▶ **EXERCISE INSTRUCTIONS**:
In the entries below, find the string "enum" and return each line holding it.

▶ **EXTRACTED MATERIAL**:
********

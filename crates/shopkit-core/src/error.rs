//! # Error Types
//!
//! Domain-specific error types for shopkit-core.
//!
//! ## Error Hierarchy
//! ```text
//! ┌─────────────────────────────────────────────────────────────────────┐
//! │                         Error Types                                 │
//! │                                                                     │
//! │  shopkit-core errors (this file)                                    │
//! │  ├── CartError        - Cart operation failures                     │
//! │  └── ValidationError  - Input validation failures                   │
//! │                                                                     │
//! │  Flow: ValidationError → CartError → caller (demo, tests)           │
//! └─────────────────────────────────────────────────────────────────────┘
//! ```
//!
//! ## Design Principles
//! 1. Use `thiserror` for derive macros (not manual impl)
//! 2. Include context in error messages (product id, name)
//! 3. Errors are enum variants, never String
//! 4. Operations return tagged results: they fully apply or fully decline,
//!    never leaving partial state behind

use thiserror::Error;

use crate::store::EntityId;

// =============================================================================
// Cart Error
// =============================================================================

/// Cart operation errors.
///
/// These errors represent business rule violations during cart mutation.
/// They should be caught and translated to user-facing messages.
#[derive(Debug, Clone, PartialEq, Eq, Error)]
pub enum CartError {
    /// No product with this id exists in the backing store.
    #[error("product not found: {0}")]
    ProductNotFound(EntityId),

    /// The product exists but its `available` flag is false.
    #[error("product \"{name}\" is out of stock")]
    OutOfStock { name: String },

    /// No cart line exists for this product id.
    #[error("product {0} is not in the cart")]
    NotInCart(EntityId),

    /// Validation error (wraps ValidationError).
    #[error("validation error: {0}")]
    Validation(#[from] ValidationError),
}

impl CartError {
    /// Machine-readable error category for programmatic handling.
    pub fn kind(&self) -> ErrorKind {
        match self {
            CartError::ProductNotFound(_) | CartError::NotInCart(_) => ErrorKind::NotFound,
            CartError::OutOfStock { .. } => ErrorKind::Unavailable,
            CartError::Validation(_) => ErrorKind::Validation,
        }
    }
}

// =============================================================================
// Validation Error
// =============================================================================

/// Input validation errors.
///
/// These occur when a caller-supplied argument violates a precondition,
/// before any business logic runs.
#[derive(Debug, Clone, PartialEq, Eq, Error)]
pub enum ValidationError {
    /// Quantity must be at least 1.
    #[error("quantity must be greater than 0, got {requested}")]
    NonPositiveQuantity { requested: i64 },
}

// =============================================================================
// Error Kind
// =============================================================================

/// Coarse error categories, stable across message wording changes.
#[derive(Debug, Clone, Copy, PartialEq, Eq)]
pub enum ErrorKind {
    /// Caller-supplied argument violates a precondition.
    Validation,
    /// Referenced identifier does not exist in the relevant collection.
    NotFound,
    /// Referenced entity exists but cannot be added to the cart.
    Unavailable,
}

// =============================================================================
// Result Type Alias
// =============================================================================

/// Convenience type alias for Results with CartError.
pub type CartResult<T> = Result<T, CartError>;

// =============================================================================
// Unit Tests
// =============================================================================
//! # Validation Module
//!
//! Input validation for cart operations.
//!
//! Validation runs before any business logic, so a failing precondition
//! never leaves partial state behind. Scope is deliberately narrow:
//! presence and quantity checks only.

use crate::error::ValidationError;

/// Result type for validation operations.
pub type ValidationResult<T> = Result<T, ValidationError>;

/// Validates a cart quantity.
///
/// ## Rules
/// - Must be at least 1
///
/// ## Example
/// ```rust
/// use shopkit_core::validation::validate_quantity;
///
/// assert!(validate_quantity(5).is_ok());
/// assert!(validate_quantity(0).is_err());
/// assert!(validate_quantity(-3).is_err());
/// ```
pub fn validate_quantity(quantity: i64) -> ValidationResult<()> {
    if quantity <= 0 {
        return Err(ValidationError::NonPositiveQuantity {
            requested: quantity,
        });
    }

    Ok(())
}

#[cfg(test)]
mod tests {
    use super::*;

    #[test]
    fn test_positive_quantity_ok() {
        assert!(validate_quantity(1).is_ok());
        assert!(validate_quantity(999).is_ok());
    }

    #[test]
    fn test_non_positive_quantity_rejected() {
        assert_eq!(
            validate_quantity(0),
            Err(ValidationError::NonPositiveQuantity { requested: 0 })
        );
        assert_eq!(
            validate_quantity(-5),
            Err(ValidationError::NonPositiveQuantity { requested: -5 })
        );
    }
}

********

▶ **ANSWER FOR THIS EXERCISE**:
//! 3. Errors are enum variants, never String
pub enum CartError {
pub enum ValidationError {
pub enum ErrorKind {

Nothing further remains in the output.